Henri J.M. Nouwen wrote of Frederick Buechner’s book: “For me The Sacred Journey was not just the interesting story of the maturation of a very talented artist, but also the awesome story of God in the life of an attentive human being.” The latter part of that statement has stuck with me for years since first reading it: the “story of God in the life of an attentive human being.” Religious people talk a great deal about the “story of God” in the Bible as the final word, and thus often fail to see or hear the “awesome story of God” being told in new ways in the lives of other human beings and in the life of this world in which we live.

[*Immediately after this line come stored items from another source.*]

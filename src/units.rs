//! Ether amount conversion
//!
//! Amounts travel as decimal ETH strings in the UI and as 256-bit wei on
//! the wire. The arithmetic is alloy's; this module adds the strict input
//! syntax the amount field accepts and the trimmed display form.

use alloy::primitives::{utils, U256};

use crate::error::VaultError;
use crate::Result;

/// Decimals between ether and wei
pub const ETHER_DECIMALS: usize = 18;

/// Parse a decimal ETH string into wei
///
/// Accepts `"1"`, `"1.5"`, `"1."` and `".5"`. Fractional digits beyond the
/// 18th must be zeros.
pub fn parse_ether(input: &str) -> Result<U256> {
    if input.is_empty() {
        return Err(VaultError::invalid_amount("amount is empty"));
    }
    if !input.chars().all(|c| c.is_ascii_digit() || c == '.') {
        return Err(VaultError::invalid_amount(format!(
            "'{}' is not a decimal number",
            input
        )));
    }

    let mut parts = input.split('.');
    let whole = parts.next().unwrap_or_default();
    let fraction = parts.next().unwrap_or_default();
    if parts.next().is_some() {
        return Err(VaultError::invalid_amount(format!(
            "'{}' has more than one decimal point",
            input
        )));
    }
    if whole.is_empty() && fraction.is_empty() {
        return Err(VaultError::invalid_amount(format!("'{}' has no digits", input)));
    }

    let fraction = fraction.trim_end_matches('0');
    if fraction.len() > ETHER_DECIMALS {
        return Err(VaultError::invalid_amount(format!(
            "'{}' has more than {} decimal places",
            input, ETHER_DECIMALS
        )));
    }

    let canonical = canonical_form(whole, fraction);
    let too_large = || VaultError::invalid_amount(format!("'{}' is too large", input));

    let wei = utils::parse_ether(&canonical).map_err(|_| too_large())?;
    // anything past 256 bits fails to survive the round trip
    if format_ether(wei) != canonical {
        return Err(too_large());
    }
    Ok(wei)
}

/// `whole.fraction` without leading or trailing zeros, keeping one digit each side
fn canonical_form(whole: &str, fraction: &str) -> String {
    let whole = whole.trim_start_matches('0');
    let whole = if whole.is_empty() { "0" } else { whole };
    let fraction = if fraction.is_empty() { "0" } else { fraction };
    format!("{}.{}", whole, fraction)
}

/// Format wei as a decimal ETH string
///
/// Trailing fractional zeros are dropped but one fractional digit is kept,
/// so one ether renders as `"1.0"`.
pub fn format_ether(wei: U256) -> String {
    let text = utils::format_ether(wei);
    match text.split_once('.') {
        Some((whole, fraction)) => canonical_form(whole, fraction.trim_end_matches('0')),
        None => canonical_form(&text, ""),
    }
}

#[cfg(test)]
mod tests {
    use super::*;

    fn ether(n: u64) -> U256 {
        U256::from(n) * U256::from(10u64).pow(U256::from(ETHER_DECIMALS))
    }

    #[test]
    fn test_parse_whole_and_fractional() {
        assert_eq!(parse_ether("1").unwrap(), ether(1));
        assert_eq!(parse_ether("2.5").unwrap(), U256::from(2_500_000_000_000_000_000u128));
        assert_eq!(parse_ether("0.000000000000000001").unwrap(), U256::from(1));
        assert_eq!(parse_ether(".5").unwrap(), U256::from(500_000_000_000_000_000u128));
        assert_eq!(parse_ether("3.").unwrap(), ether(3));
        assert_eq!(parse_ether("0").unwrap(), U256::ZERO);
        assert_eq!(parse_ether("007.50").unwrap(), U256::from(7_500_000_000_000_000_000u128));
    }

    #[test]
    fn test_parse_keeps_full_precision() {
        assert_eq!(
            parse_ether("123456789.123456789123456789").unwrap(),
            U256::from(123_456_789_123_456_789_123_456_789u128)
        );
        // zeros past the 18th place carry no value
        assert_eq!(parse_ether("1.0000000000000000000000").unwrap(), ether(1));
    }

    #[test]
    fn test_parse_beyond_128_bits() {
        let wei = parse_ether("400000000000000000000").unwrap();
        assert_eq!(wei, ether(400_000_000_000_000_000) * U256::from(1000));
        assert!(wei > U256::from(u128::MAX));
    }

    #[test]
    fn test_parse_rejects_malformed() {
        for bad in ["", "abc", "1.2.3", ".", "-1", " 1", "1e18", "0x10", "1,5"] {
            let err = parse_ether(bad).unwrap_err();
            assert!(matches!(err, VaultError::InvalidAmount(_)), "{:?} accepted", bad);
        }
    }

    #[test]
    fn test_parse_rejects_excess_precision() {
        assert!(parse_ether("0.0000000000000000001").is_err());
    }

    #[test]
    fn test_parse_rejects_overflow() {
        let too_many_digits = format!("1{}", "0".repeat(80));
        assert!(matches!(
            parse_ether(&too_many_digits),
            Err(VaultError::InvalidAmount(_))
        ));

        // fits in 256 bits as ether but not once scaled to wei
        let just_over = format!("1{}", "0".repeat(60));
        assert!(parse_ether(&just_over).is_err());
    }

    #[test]
    fn test_format_ether() {
        assert_eq!(format_ether(U256::ZERO), "0.0");
        assert_eq!(format_ether(ether(1)), "1.0");
        assert_eq!(format_ether(U256::from(2_500_000_000_000_000_000u128)), "2.5");
        assert_eq!(format_ether(U256::from(1)), "0.000000000000000001");
    }

    #[test]
    fn test_format_then_parse_is_identity() {
        for wei in [
            U256::ZERO,
            U256::from(1),
            U256::from(7),
            ether(1),
            U256::from(u128::MAX),
            U256::MAX,
        ] {
            assert_eq!(parse_ether(&format_ether(wei)).unwrap(), wei);
        }
    }
}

It is a grave mistake to claim that the “awesome story of God” has been fully revealed in the life of only one man (Jesus) two thousand years ago (end of story), or that the “story of God” was brought to a stop or a conclusion with the Book of Revelations—now bound up in the binders of a single book. The story of God will never end for it is continually being revealed in your life and mine—and in the history of our world. No one man or woman, be it Moses, Isaiah, Deborah, Ruth, Jeremiah, or Jesus; no one book whether it be the Bible, the Koran, or Pilgrim’s Progress, or The Imitation of Christ, can tell the full story—it is still being written, still being told, still unfolding, and always NEW. We sing “Tell Me the Stories of Jesus, write on my heart every word, tell me the story most precious, sweetest that ever was heard,” and miss “the awesome story of God” (perhaps just as precious and just as sweet) being told and revealed within our journey and those of our brothers, our sisters, our neighbors, and friends.
George Fox (founder of the Society of Friends) wrote: "“You will say, Christ saith this, and the apostles say this; but what canst thou say?” The Bible says this, and Moses says that, and the Apostle Paul says—but what do you say? What’s your story, what’s the “story of God” being revealed to you in your journey? Rufus Jones said that there really isn’t any Gospel until we write our own—the story of God in our life. How can we hear or be attentive to the story of God in our own journey if we’ve closed the book?